Start of Provided information
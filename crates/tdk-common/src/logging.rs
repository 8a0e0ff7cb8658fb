//! Logging configuration and initialization
//!
//! Every TDK process logs through `tracing`. The subscriber is assembled from
//! a [`LogConfig`], which is normally read from the environment:
//!
//! - `LOG_LEVEL`: trace, debug, info, warn, error
//! - `LOG_FORMAT`: text or json
//! - `LOG_OUTPUT`: console, file or both
//! - `LOG_DIR`: directory for rolling log files
//! - `LOG_FILE_PREFIX`: file name prefix (`tdk-server` -> `tdk-server.2024-01-18`)
//! - `LOG_FILTER`: extra `EnvFilter` directives, comma separated
//!
//! Use the structured macros with fields instead of `println!`:
//!
//! ```rust
//! use tracing::{info, warn};
//!
//! let rows = 42;
//! info!(rows, table = "C_DUNS_V", "Ingestion committed");
//! warn!(service = "data-export", attempt = 3, "Service not ready yet");
//! ```

use anyhow::{Context, Result};
use serde::{Deserialize, Serialize};
use std::path::PathBuf;
use tracing::Level;
use tracing_subscriber::{
    fmt::{self, format::FmtSpan},
    layer::SubscriberExt,
    util::SubscriberInitExt,
    EnvFilter, Layer, Registry,
};

/// Minimum level of emitted events
#[derive(Debug, Clone, Copy, PartialEq, Eq, Serialize, Deserialize, Default)]
#[serde(rename_all = "lowercase")]
pub enum LogLevel {
    Trace,
    Debug,
    #[default]
    Info,
    Warn,
    Error,
}

impl LogLevel {
    pub fn to_tracing_level(self) -> Level {
        match self {
            LogLevel::Trace => Level::TRACE,
            LogLevel::Debug => Level::DEBUG,
            LogLevel::Info => Level::INFO,
            LogLevel::Warn => Level::WARN,
            LogLevel::Error => Level::ERROR,
        }
    }
}

impl std::str::FromStr for LogLevel {
    type Err = anyhow::Error;

    fn from_str(s: &str) -> std::result::Result<Self, Self::Err> {
        match s.to_lowercase().as_str() {
            "trace" => Ok(LogLevel::Trace),
            "debug" => Ok(LogLevel::Debug),
            "info" => Ok(LogLevel::Info),
            "warn" | "warning" => Ok(LogLevel::Warn),
            "error" => Ok(LogLevel::Error),
            _ => Err(anyhow::anyhow!("Invalid log level: {}", s)),
        }
    }
}

/// Where log lines go
#[derive(Debug, Clone, Copy, PartialEq, Eq, Serialize, Deserialize, Default)]
#[serde(rename_all = "lowercase")]
pub enum LogOutput {
    #[default]
    Console,
    File,
    Both,
}

impl std::str::FromStr for LogOutput {
    type Err = anyhow::Error;

    fn from_str(s: &str) -> std::result::Result<Self, Self::Err> {
        match s.to_lowercase().as_str() {
            "console" | "stdout" => Ok(LogOutput::Console),
            "file" => Ok(LogOutput::File),
            "both" | "all" => Ok(LogOutput::Both),
            _ => Err(anyhow::anyhow!("Invalid log output: {}", s)),
        }
    }
}

/// Line format
#[derive(Debug, Clone, Copy, PartialEq, Eq, Serialize, Deserialize, Default)]
#[serde(rename_all = "lowercase")]
pub enum LogFormat {
    #[default]
    Text,
    Json,
}

impl std::str::FromStr for LogFormat {
    type Err = anyhow::Error;

    fn from_str(s: &str) -> std::result::Result<Self, Self::Err> {
        match s.to_lowercase().as_str() {
            "text" | "pretty" => Ok(LogFormat::Text),
            "json" => Ok(LogFormat::Json),
            _ => Err(anyhow::anyhow!("Invalid log format: {}", s)),
        }
    }
}

/// Logging configuration
#[derive(Debug, Clone, Serialize, Deserialize)]
pub struct LogConfig {
    pub level: LogLevel,
    pub output: LogOutput,
    pub format: LogFormat,
    /// Directory for rolling log files (file output only)
    pub log_dir: PathBuf,
    pub log_file_prefix: String,
    /// Additional filter directives, e.g. `sqlx=warn,tower_http=debug`
    pub filter_directives: Option<String>,
}

impl Default for LogConfig {
    fn default() -> Self {
        Self {
            level: LogLevel::Info,
            output: LogOutput::Console,
            format: LogFormat::Text,
            log_dir: PathBuf::from("./logs"),
            log_file_prefix: "tdk".to_string(),
            filter_directives: None,
        }
    }
}

impl LogConfig {
    /// Start from `base` and apply any `LOG_*` variables present in the environment
    pub fn from_env_with(base: LogConfig) -> Result<Self> {
        let mut config = base;

        if let Ok(level) = std::env::var("LOG_LEVEL") {
            config.level = level.parse()?;
        }
        if let Ok(output) = std::env::var("LOG_OUTPUT") {
            config.output = output.parse()?;
        }
        if let Ok(format) = std::env::var("LOG_FORMAT") {
            config.format = format.parse()?;
        }
        if let Ok(dir) = std::env::var("LOG_DIR") {
            config.log_dir = PathBuf::from(dir);
        }
        if let Ok(prefix) = std::env::var("LOG_FILE_PREFIX") {
            config.log_file_prefix = prefix;
        }
        if let Ok(filter) = std::env::var("LOG_FILTER") {
            config.filter_directives = Some(filter);
        }

        Ok(config)
    }

    /// Load configuration from environment variables on top of the defaults
    pub fn from_env() -> Result<Self> {
        Self::from_env_with(Self::default())
    }

    pub fn with_prefix(mut self, prefix: impl Into<String>) -> Self {
        self.log_file_prefix = prefix.into();
        self
    }

    pub fn with_filter(mut self, directives: impl Into<String>) -> Self {
        self.filter_directives = Some(directives.into());
        self
    }

    fn env_filter(&self) -> Result<EnvFilter> {
        let mut filter =
            EnvFilter::from_default_env().add_directive(self.level.to_tracing_level().into());

        if let Some(ref directives) = self.filter_directives {
            for directive in directives.split(',').map(str::trim).filter(|d| !d.is_empty()) {
                filter = filter.add_directive(
                    directive
                        .parse()
                        .with_context(|| format!("Failed to parse filter directive '{}'", directive))?,
                );
            }
        }

        Ok(filter)
    }
}

type BoxedLayer = Box<dyn Layer<Registry> + Send + Sync + 'static>;

fn format_layer<W>(writer: W, format: LogFormat, ansi: bool) -> BoxedLayer
where
    W: for<'w> fmt::MakeWriter<'w> + Send + Sync + 'static,
{
    let layer = fmt::layer()
        .with_writer(writer)
        .with_target(true)
        .with_span_events(FmtSpan::CLOSE)
        .with_ansi(ansi);

    match format {
        LogFormat::Text => layer.boxed(),
        LogFormat::Json => layer.json().boxed(),
    }
}

/// Install the global subscriber
///
/// Call once, at process start. A second call fails because a global
/// subscriber is already set.
pub fn init_logging(config: &LogConfig) -> Result<()> {
    let mut layers: Vec<BoxedLayer> = Vec::new();

    if matches!(config.output, LogOutput::Console | LogOutput::Both) {
        layers.push(format_layer(std::io::stdout, config.format, true));
    }

    if matches!(config.output, LogOutput::File | LogOutput::Both) {
        std::fs::create_dir_all(&config.log_dir).context("Failed to create log directory")?;
        let appender = tracing_appender::rolling::daily(&config.log_dir, &config.log_file_prefix);
        let (non_blocking, guard) = tracing_appender::non_blocking(appender);
        // The worker guard flushes on drop; the file sink lives for the whole process.
        std::mem::forget(guard);
        layers.push(format_layer(non_blocking, config.format, false));
    }

    tracing_subscriber::registry()
        .with(layers)
        .with(config.env_filter()?)
        .try_init()
        .context("Failed to install tracing subscriber")?;

    Ok(())
}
End of Provided information
Exercise ::
Would you please return all of the data exactly?

Reply ::
filename crates/tdk-common/src/logging.rs
repository 8a0e0ff7cb8658fb
//! Logging configuration and initialization
//!
//! Every TDK process logs through `tracing`. The subscriber is assembled from
//! a [`LogConfig`], which is normally read from the environment:
//!
//! - `LOG_LEVEL`: trace, debug, info, warn, error
//! - `LOG_FORMAT`: text or json
//! - `LOG_OUTPUT`: console, file or both
//! - `LOG_DIR`: directory for rolling log files
//! - `LOG_FILE_PREFIX`: file name prefix (`tdk-server` -> `tdk-server.2024-01-18`)
//! - `LOG_FILTER`: extra `EnvFilter` directives, comma separated
//!
//! Use the structured macros with fields instead of `println!`:
//!
//! ```rust
//! use tracing::{info, warn};
//!
//! let rows = 42;
//! info!(rows, table = "C_DUNS_V", "Ingestion committed");
//! warn!(service = "data-export", attempt = 3, "Service not ready yet");
//! ```

use anyhow::{Context, Result};
use serde::{Deserialize, Serialize};
use std::path::PathBuf;
use tracing::Level;
use tracing_subscriber::{
    fmt::{self, format::FmtSpan},
    layer::SubscriberExt,
    util::SubscriberInitExt,
    EnvFilter, Layer, Registry,
};

/// Minimum level of emitted events
#[derive(Debug, Clone, Copy, PartialEq, Eq, Serialize, Deserialize, Default)]
#[serde(rename_all = "lowercase")]
pub enum LogLevel {
    Trace,
    Debug,
    #[default]
    Info,
    Warn,
    Error,
}

impl LogLevel {
    pub fn to_tracing_level(self) -> Level {
        match self {
            LogLevel::Trace => Level::TRACE,
            LogLevel::Debug => Level::DEBUG,
            LogLevel::Info => Level::INFO,
            LogLevel::Warn => Level::WARN,
            LogLevel::Error => Level::ERROR,
        }
    }
}

impl std::str::FromStr for LogLevel {
    type Err = anyhow::Error;

    fn from_str(s: &str) -> std::result::Result<Self, Self::Err> {
        match s.to_lowercase().as_str() {
            "trace" => Ok(LogLevel::Trace),
            "debug" => Ok(LogLevel::Debug),
            "info" => Ok(LogLevel::Info),
            "warn" | "warning" => Ok(LogLevel::Warn),
            "error" => Ok(LogLevel::Error),
            _ => Err(anyhow::anyhow!("Invalid log level: {}", s)),
        }
    }
}

/// Where log lines go
#[derive(Debug, Clone, Copy, PartialEq, Eq, Serialize, Deserialize, Default)]
#[serde(rename_all = "lowercase")]
pub enum LogOutput {
    #[default]
    Console,
    File,
    Both,
}

impl std::str::FromStr for LogOutput {
    type Err = anyhow::Error;

    fn from_str(s: &str) -> std::result::Result<Self, Self::Err> {
        match s.to_lowercase().as_str() {
            "console" | "stdout" => Ok(LogOutput::Console),
            "file" => Ok(LogOutput::File),
            "both" | "all" => Ok(LogOutput::Both),
            _ => Err(anyhow::anyhow!("Invalid log output: {}", s)),
        }
    }
}

/// Line format
#[derive(Debug, Clone, Copy, PartialEq, Eq, Serialize, Deserialize, Default)]
#[serde(rename_all = "lowercase")]
pub enum LogFormat {
    #[default]
    Text,
    Json,
}

impl std::str::FromStr for LogFormat {
    type Err = anyhow::Error;

    fn from_str(s: &str) -> std::result::Result<Self, Self::Err> {
        match s.to_lowercase().as_str() {
            "text" | "pretty" => Ok(LogFormat::Text),
            "json" => Ok(LogFormat::Json),
            _ => Err(anyhow::anyhow!("Invalid log format: {}", s)),
        }
    }
}

/// Logging configuration
#[derive(Debug, Clone, Serialize, Deserialize)]
pub struct LogConfig {
    pub level: LogLevel,
    pub output: LogOutput,
    pub format: LogFormat,
    /// Directory for rolling log files (file output only)
    pub log_dir: PathBuf,
    pub log_file_prefix: String,
    /// Additional filter directives, e.g. `sqlx=warn,tower_http=debug`
    pub filter_directives: Option<String>,
}

impl Default for LogConfig {
    fn default() -> Self {
        Self {
            level: LogLevel::Info,
            output: LogOutput::Console,
            format: LogFormat::Text,
            log_dir: PathBuf::from("./logs"),
            log_file_prefix: "tdk".to_string(),
            filter_directives: None,
        }
    }
}

impl LogConfig {
    /// Start from `base` and apply any `LOG_*` variables present in the environment
    pub fn from_env_with(base: LogConfig) -> Result<Self> {
        let mut config = base;

        if let Ok(level) = std::env::var("LOG_LEVEL") {
            config.level = level.parse()?;
        }
        if let Ok(output) = std::env::var("LOG_OUTPUT") {
            config.output = output.parse()?;
        }
        if let Ok(format) = std::env::var("LOG_FORMAT") {
            config.format = format.parse()?;
        }
        if let Ok(dir) = std::env::var("LOG_DIR") {
            config.log_dir = PathBuf::from(dir);
        }
        if let Ok(prefix) = std::env::var("LOG_FILE_PREFIX") {
            config.log_file_prefix = prefix;
        }
        if let Ok(filter) = std::env::var("LOG_FILTER") {
            config.filter_directives = Some(filter);
        }

        Ok(config)
    }

    /// Load configuration from environment variables on top of the defaults
    pub fn from_env() -> Result<Self> {
        Self::from_env_with(Self::default())
    }

    pub fn with_prefix(mut self, prefix: impl Into<String>) -> Self {
        self.log_file_prefix = prefix.into();
        self
    }

    pub fn with_filter(mut self, directives: impl Into<String>) -> Self {
        self.filter_directives = Some(directives.into());
        self
    }

    fn env_filter(&self) -> Result<EnvFilter> {
        let mut filter =
            EnvFilter::from_default_env().add_directive(self.level.to_tracing_level().into());

        if let Some(ref directives) = self.filter_directives {
            for directive in directives.split(',').map(str::trim).filter(|d| !d.is_empty()) {
                filter = filter.add_directive(
                    directive
                        .parse()
                        .with_context(|| format!("Failed to parse filter directive '{}'", directive))?,
                );
            }
        }

        Ok(filter)
    }
}

type BoxedLayer = Box<dyn Layer<Registry> + Send + Sync + 'static>;

fn format_layer<W>(writer: W, format: LogFormat, ansi: bool) -> BoxedLayer
where
    W: for<'w> fmt::MakeWriter<'w> + Send + Sync + 'static,
{
    let layer = fmt::layer()
        .with_writer(writer)
        .with_target(true)
        .with_span_events(FmtSpan::CLOSE)
        .with_ansi(ansi);

    match format {
        LogFormat::Text => layer.boxed(),
        LogFormat::Json => layer.json().boxed(),
    }
}

/// Install the global subscriber
///
/// Call once, at process start. A second call fails because a global
/// subscriber is already set.
pub fn init_logging(config: &LogConfig) -> Result<()> {
    let mut layers: Vec<BoxedLayer> = Vec::new();

    if matches!(config.output, LogOutput::Console | LogOutput::Both) {
        layers.push(format_layer(std::io::stdout, config.format, true));
    }

    if matches!(config.output, LogOutput::File | LogOutput::Both) {
        std::fs::create_dir_all(&config.log_dir).context("Failed to create log directory")?;
        let appender = tracing_appender::rolling::daily(&config.log_dir, &config.log_file_prefix);
        let (non_blocking, guard) = tracing_appender::non_blocking(appender);
        // The worker guard flushes on drop; the file sink lives for the whole process.
        std::mem::forget(guard);
        layers.push(format_layer(non_blocking, config.format, false));
    }

    tracing_subscriber::registry()
        .with(layers)
        .with(config.env_filter()?)
        .try_init()
        .context("Failed to install tracing subscriber")?;

    Ok(())
}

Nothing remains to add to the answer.